Dear Lonely Loner

Dear Lonely Loner,

Without you, I fall into bed fully clothed, lights on and wake up too early or too late, black rings of makeup smeared around my eyes, like Saturn.

Remember how we used to stay up all night talking and dancing and making love as though we’d die if we stopped?

I eat French fries and drink soda for dinner, or not at all. You know I hate eating alone.

Can you see the falling stars from where you are? Its that time of year, you know, when the Perseid meteors light up the sky — when Summer fantastically sheds her starlight in the dark and the afternoon sunsets creep in. Soon it will be night by 4pm; real soon, before we even know it.

I’ve always hated that about winters on this coast. Dark before dinnertime, still hot as hell, traffic worse every year; and Christmas lights on Palm trees so sad. They haven’t been funny since the nineties.

I woke up too early this morning — it was dark out — like you do, and thought about calling you, if only just to hear the phone lady tell me that I am not welcome, no messages; if only to get the canned text, the canned email that says the same — no admittance. Was I so special that I had to be erased once I was no longer yours?

I know where you are, right now; our, sorry, your kitchen window at the cross section where sunrise and freeway meet. I know you aren’t asleep, just dreaming, maybe. I remember how you used to make the best cup of coffee and wake me before you left for work. Some stubborn mornings, you’d kiss me on the forehead and slip out; I’d wake up hours later and chug cold coffee anyway. It was still so good. I loved it when you kissed my forehead. It always made my mornings.

We had less, but we were happier then, weren’t we? The old cliché –

Do you still drink coffee? I’ve quit since.

So can you see them? The stars, I mean. You know, all that stuff about the time of year and all. It’ll be autumn soon.

- Because its dark here still, and I’m searching the sky and nothing. Maybe you’ve been looking longer, faring better, wishing the right wishes while I sit here dreaming the wrong dreams.

The sun is coming up quickly, the black is lifting to blue and when it rises this letter will no longer be important. You will head off to shower, so will everyone else. The dog will need to be let out. And again, the wall of world will rise between us — the distance and noise cement thick and palpable — and I will lose sight of you at your window. Maybe you’ll have turned the light out by then.

But now, in these last moments of night, I imagine myself coiled along your long, lonely spine, mumbling five more minutes into your hair, the kiss at the nape of your neck, my morning prayer.

I think I’ve given up on the stars; like I gave up on us, you’d say. But that’s not completely true. I’ve been searching for your scent in everything. I still listen to traffic in the mornings, like we used to.

Maybe this is why I can’t sleep.

Have you heard? They’ve invented a new shade of blue. And they’ve discovered another storm on Neptune’s cerulean rotation. Oh! And that August 5th is the Mars Rover’s birthday and it sings itself Happy Birthday every year? Everything is so much bigger than we were, we are. And the universe keeps expanding; as though the stars and planets, whole galaxies, have known that we’d always fall behind. They kept going anyway.

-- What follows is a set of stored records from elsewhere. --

//! Catalog service: book search, detail and admin book management

use crate::{
    error::AppResult,
    models::{
        book::{Book, BookDetails, BookQuery, CatalogFacets, CreateBook, UpdateBook},
        review,
    },
    repository::Repository,
};

#[derive(Clone)]
pub struct CatalogService {
    repository: Repository,
}

impl CatalogService {
    pub fn new(repository: Repository) -> Self {
        Self { repository }
    }

    /// Search books with optional filters
    pub async fn search(&self, query: &BookQuery) -> AppResult<Vec<Book>> {
        self.repository.books.search(query).await
    }

    /// Get a book with its review aggregate
    pub async fn get_book(&self, id: i32) -> AppResult<BookDetails> {
        let book = self.repository.books.get_by_id(id).await?;
        let ratings = self.repository.reviews.ratings_for_book(id).await?;

        Ok(BookDetails {
            book,
            average_rating: review::average_rating(&ratings),
        })
    }

    /// Catalog-wide aggregates for display
    pub async fn facets(&self) -> AppResult<CatalogFacets> {
        self.repository.books.facets().await
    }

    /// Create a new book (admin)
    pub async fn create_book(&self, book: CreateBook) -> AppResult<Book> {
        self.repository.books.create(&book).await
    }

    /// Update an existing book (admin)
    pub async fn update_book(&self, id: i32, update: UpdateBook) -> AppResult<Book> {
        self.repository.books.update(id, &update).await
    }

    /// Delete a book (admin). Refused while copies are out on loan.
    pub async fn delete_book(&self, id: i32) -> AppResult<()> {
        self.repository.books.delete(id).await
    }
}
#[tokio::test]
#[ignore]
async fn test_reviews_flow() {
    let client = Client::new();
    let admin_token = get_admin_token(&client).await;
    let book_id = create_book(&client, &admin_token, "Livre Noté", 2).await;

    let (token, _) = register_student(&client).await;

    // Out-of-bounds rating is rejected
    let response = client
        .post(format!("{}/books/{}/reviews", BASE_URL, book_id))
        .header("Authorization", format!("Bearer {}", token))
        .json(&json!({ "rating": 6, "comment": "Trop bien" }))
        .send()
        .await
        .expect("Failed to send request");
    assert_eq!(response.status(), 400);

    // Valid ratings land in the listing with the expected average
    for rating in [5, 3, 4] {
        let (other_token, _) = register_student(&client).await;
        let response = client
            .post(format!("{}/books/{}/reviews", BASE_URL, book_id))
            .header("Authorization", format!("Bearer {}", other_token))
            .json(&json!({ "rating": rating, "comment": "Avis de test" }))
            .send()
            .await
            .expect("Failed to send request");
        assert_eq!(response.status(), 201);
    }

    let response = client
        .get(format!("{}/books/{}/reviews", BASE_URL, book_id))
        .send()
        .await
        .expect("Failed to send request");
    assert!(response.status().is_success());
    let body: Value = response.json().await.expect("Failed to parse response");
    let reviews = body["reviews"].as_array().expect("No reviews array");
    assert_eq!(reviews.len(), 3);
    assert_eq!(body["average_rating"], 4.0);
    assert!(reviews[0]["firstname"].is_string());
}

#[tokio::test]
#[ignore]
async fn test_admin_endpoints_forbidden_for_students() {
    let client = Client::new();
    let (token, _) = register_student(&client).await;

    let response = client
        .get(format!("{}/admin/loans", BASE_URL))
        .header("Authorization", format!("Bearer {}", token))
        .send()
        .await
        .expect("Failed to send request");
    assert_eq!(response.status(), 403);

    let response = client
        .post(format!("{}/books", BASE_URL))
        .header("Authorization", format!("Bearer {}", token))
        .json(&json!({
            "title": "Interdit",
            "author": "Personne",
            "genre": "Essai",
            "quantity": 1
        }))
        .send()
        .await
        .expect("Failed to send request");
    assert_eq!(response.status(), 403);
}

#[tokio::test]
#[ignore]
async fn test_unauthenticated_access() {
    let client = Client::new();

    // No credential at all
    let response = client
        .get(format!("{}/loans", BASE_URL))
        .send()
        .await
        .expect("Failed to send request");
    assert_eq!(response.status(), 401);
    let body: Value = response.json().await.expect("Failed to parse response");
    assert_eq!(body["error"], "UNAUTHENTICATED");

    // A garbage credential is rejected as invalid, not merely missing
    let response = client
        .get(format!("{}/loans", BASE_URL))
        .header("Authorization", "Bearer not-a-token")
        .send()
        .await
        .expect("Failed to send request");
    assert_eq!(response.status(), 401);
    let body: Value = response.json().await.expect("Failed to parse response");
    assert_eq!(body["error"], "INVALID_CREDENTIAL");
}

#[tokio::test]
#[ignore]
async fn test_admin_user_directory() {
    let client = Client::new();
    let admin_token = get_admin_token(&client).await;

    let unique = std::time::SystemTime::now()
        .duration_since(std::time::UNIX_EPOCH)
        .unwrap()
        .as_nanos();
    let email = format!("directory{}@univ.example", unique);

    // Create
    let response = client
        .post(format!("{}/admin/users", BASE_URL))
        .header("Authorization", format!("Bearer {}", admin_token))
        .json(&json!({
            "firstname": "Marie",
            "lastname": "Curie",
            "email": email,
            "password": "secret123"
        }))
        .send()
        .await
        .expect("Failed to send request");
    assert_eq!(response.status(), 201);
    let user: Value = response.json().await.expect("Failed to parse response");
    let user_id = user["id"].as_i64().unwrap();
    assert_eq!(user["role"], "student");
    assert!(user["password_hash"].is_null());

    // Duplicate email is a conflict
    let response = client
        .post(format!("{}/admin/users", BASE_URL))
        .header("Authorization", format!("Bearer {}", admin_token))
        .json(&json!({
            "firstname": "Pierre",
            "lastname": "Curie",
            "email": email,
            "password": "secret123"
        }))
        .send()
        .await
        .expect("Failed to send request");
    assert_eq!(response.status(), 409);

    // Update then delete
    let response = client
        .put(format!("{}/admin/users/{}", BASE_URL, user_id))
        .header("Authorization", format!("Bearer {}", admin_token))
        .json(&json!({ "lastname": "Skłodowska-Curie" }))
        .send()
        .await
        .expect("Failed to send request");
    assert!(response.status().is_success());
    let updated: Value = response.json().await.expect("Failed to parse response");
    assert_eq!(updated["lastname"], "Skłodowska-Curie");
    assert_eq!(updated["firstname"], "Marie");

    let response = client
        .delete(format!("{}/admin/users/{}", BASE_URL, user_id))
        .header("Authorization", format!("Bearer {}", admin_token))
        .send()
        .await
        .expect("Failed to send request");
    assert_eq!(response.status(), 204);
}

I’ve started sleeping on the couch like we used to do. But my neck aches without your arm as a cradle. I’ve watched all the space documentaries I could find. Even the ones we watched together, twice. I will never get out of my head the notion that the Universe wont ever stop expanding, the stars and balls of gas and planets will drift farther and farther apart, until they all explode and dim then fade away. Someday, when days are no longer, it will all be dark and cold; like a perpetual 4pm, wintertime on the West Coast. I guess it wasn’t just us. The Universe means to leave everyone behind.

Hey, remember your place in Albany where I held your head in my lap in the dark and told you stories? Remember how your eyes snapped open, out of sleep, thinking the woosh woosh of the BART train passing was the last one, not the first one of another new workday? The relief on your face, that calm — I haven’t seen it since; in you or in anyone else. You were always my old man, my little boy — both at once.

The sun is up. You should get going. We’ve been here for ages now and maybe could be for ages more had we tried a little harder. Maybe.

I’m sorry. Sorry about the tangent. How is your grandma?

I really just came here meaning to say: I miss you, I miss you, I am so so amiss without you.

I wont hear from you, I understand. So does the Mars Rover. So do the stars.